Ontario Enhancing Personal Support Worker Training

TORONTO — The Ontario government is continuing to build a more resilient health care system for generations to come by making it easier to become a personal support worker (PSW). Ontario is re-launching a $54.7 million financial support program for up to 4,000 new students at private career colleges in Ontario, which will help address the shortage of PSWs in the province.

“Our government is committed to making investments that will ensure Ontarians have access to the care they need, and private career colleges have an excellent track record preparing students for in-demand roles in health and long-term care,” said Jill Dunlop, Minister of Colleges and Universities. “We’re making it easier for more students to train as personal support workers at private career colleges to prepare them for critical jobs caring for some of the most vulnerable people as we build a more resilient and stronger health care system across Ontario.”

Through this investment, for eligible students who enrol between June 1 and September 30, 2022, financial support of up to $13,690 will be available to cover the costs of tuition, books and other mandatory fees, as well as a stipend for a clinical work placement. This funding will be available to new students enrolled in a PSW program at one of the participating Ontario Student Assistance Program (OSAP) approved private career colleges.

“Private Career Colleges are critical to meet the pressing demand of local health care facilities and long-term care homes,” said Adrian Sharma, Chair of Career Colleges Ontario. “With the re-launched financial support program announced today, Private Career Colleges can continue to provide our health care system with much-needed, well-trained workers in numerous communities across the province.”

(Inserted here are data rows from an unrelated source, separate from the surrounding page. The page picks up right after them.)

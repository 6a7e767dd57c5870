//! Sorted map benchmarks.

use criterion::{black_box, criterion_group, criterion_main, BenchmarkId, Criterion, Throughput};
use driftdb_bench::random_keys;
use driftdb_core::collections::SortedMap;
use std::collections::BTreeMap;

/// Benchmark building a map by repeated insertion.
fn bench_insert(c: &mut Criterion) {
    let mut group = c.benchmark_group("sorted_map_insert");

    for count in [100, 1000, 10_000].iter() {
        group.throughput(Throughput::Elements(*count as u64));
        let keys = random_keys("bench", *count);

        group.bench_with_input(BenchmarkId::new("llrb", count), &keys, |b, keys| {
            b.iter(|| {
                let mut map = SortedMap::new();
                for (i, key) in keys.iter().enumerate() {
                    map = map.insert(key.clone(), i);
                }
                black_box(map);
            });
        });

        // Mutable baseline
        group.bench_with_input(BenchmarkId::new("btree", count), &keys, |b, keys| {
            b.iter(|| {
                let mut map = BTreeMap::new();
                for (i, key) in keys.iter().enumerate() {
                    map.insert(key.clone(), i);
                }
                black_box(map);
            });
        });
    }
    group.finish();
}

/// Benchmark lookups and in-order scans.
fn bench_read(c: &mut Criterion) {
    let mut group = c.benchmark_group("sorted_map_read");
    let keys = random_keys("bench", 10_000);
    let map: SortedMap<_, _> = keys.iter().cloned().enumerate().map(|(i, k)| (k, i)).collect();

    group.bench_function("get", |b| {
        let mut i = 0;
        b.iter(|| {
            i = (i + 1) % keys.len();
            black_box(map.get(&keys[i]));
        });
    });

    group.throughput(Throughput::Elements(keys.len() as u64));
    group.bench_function("iterate", |b| {
        b.iter(|| black_box(map.iter().count()));
    });

    group.bench_function("snapshot_and_remove", |b| {
        let mut i = 0;
        b.iter(|| {
            i = (i + 1) % keys.len();
            black_box(map.remove(&keys[i]));
        });
    });
    group.finish();
}

criterion_group!(benches, bench_insert, bench_read);
criterion_main!(benches);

This investment supports the government's Long-Term Care Staffing Plan, so that long-term care homes can provide an average of four hours of direct care per day to residents, and as well our commitment to modernizing home and community care that will establish integrated and innovative models of care to keep people healthier at home.

Quick Facts

  • In 2021-22, the province committed to spending up to $200 million to train up to 16,200 additional personal support workers through publicly-assisted colleges, private career colleges and district school boards.
  • The first round of financial support for PSW training through private career colleges, launched in 2021, resulted in approximately 3,000 new PSWs completing training and graduating.
  • PSW training is the second highest enrolment category at private career colleges in Ontario, and private career colleges train the majority of PSWs in the province.
  • On March 2, 2022, the government announced an investment of up to $34 million over four years to increase enrolment in personal support worker and nursing programs at six Indigenous Institutes.

  • A Better Place to Live; A Better Place to Work: Ontario’s Long-Term Care Staffing Plan is the province’s plan to increase the hours of direct care for residents to a system average of four hours per resident, per day by March 31, 2025. The plan sets out actions to hire more staff, improve working conditions for existing staff, drive effective and accountable leadership, and implement retention strategies.
  • Job postings for personal support workers have more than quadrupled (+443 per cent) since 2017, with over 5,000 postings in 2021.